Collected data
————————

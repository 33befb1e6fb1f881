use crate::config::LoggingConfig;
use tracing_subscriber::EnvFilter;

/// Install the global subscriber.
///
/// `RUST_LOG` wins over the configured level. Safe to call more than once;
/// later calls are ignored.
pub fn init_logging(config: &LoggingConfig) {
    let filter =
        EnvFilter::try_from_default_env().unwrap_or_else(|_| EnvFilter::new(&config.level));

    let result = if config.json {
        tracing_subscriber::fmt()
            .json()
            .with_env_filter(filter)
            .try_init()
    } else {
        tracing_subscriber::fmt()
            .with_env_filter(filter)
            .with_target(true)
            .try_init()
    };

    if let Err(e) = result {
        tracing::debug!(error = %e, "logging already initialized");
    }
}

————————

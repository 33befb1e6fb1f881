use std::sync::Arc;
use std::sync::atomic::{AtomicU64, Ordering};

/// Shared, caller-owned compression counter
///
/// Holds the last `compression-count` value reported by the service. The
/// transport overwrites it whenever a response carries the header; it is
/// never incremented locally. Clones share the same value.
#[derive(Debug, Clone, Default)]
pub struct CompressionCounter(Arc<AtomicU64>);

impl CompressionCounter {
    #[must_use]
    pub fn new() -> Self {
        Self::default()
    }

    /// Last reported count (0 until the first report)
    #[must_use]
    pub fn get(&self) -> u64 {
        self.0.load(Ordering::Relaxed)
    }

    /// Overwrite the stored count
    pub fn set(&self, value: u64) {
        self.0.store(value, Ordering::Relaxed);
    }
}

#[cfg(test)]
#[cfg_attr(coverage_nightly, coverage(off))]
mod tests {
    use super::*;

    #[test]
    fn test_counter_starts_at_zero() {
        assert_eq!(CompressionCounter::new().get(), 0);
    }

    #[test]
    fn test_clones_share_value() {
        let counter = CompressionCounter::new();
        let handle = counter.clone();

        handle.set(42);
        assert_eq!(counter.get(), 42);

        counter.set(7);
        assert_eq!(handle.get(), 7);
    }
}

————————

◆ **What you are asked to do**:
Filter the entries down to the lines with the word "sync" in them.

◆ **Output below**:
use std::sync::Arc;
use std::sync::atomic::{AtomicU64, Ordering};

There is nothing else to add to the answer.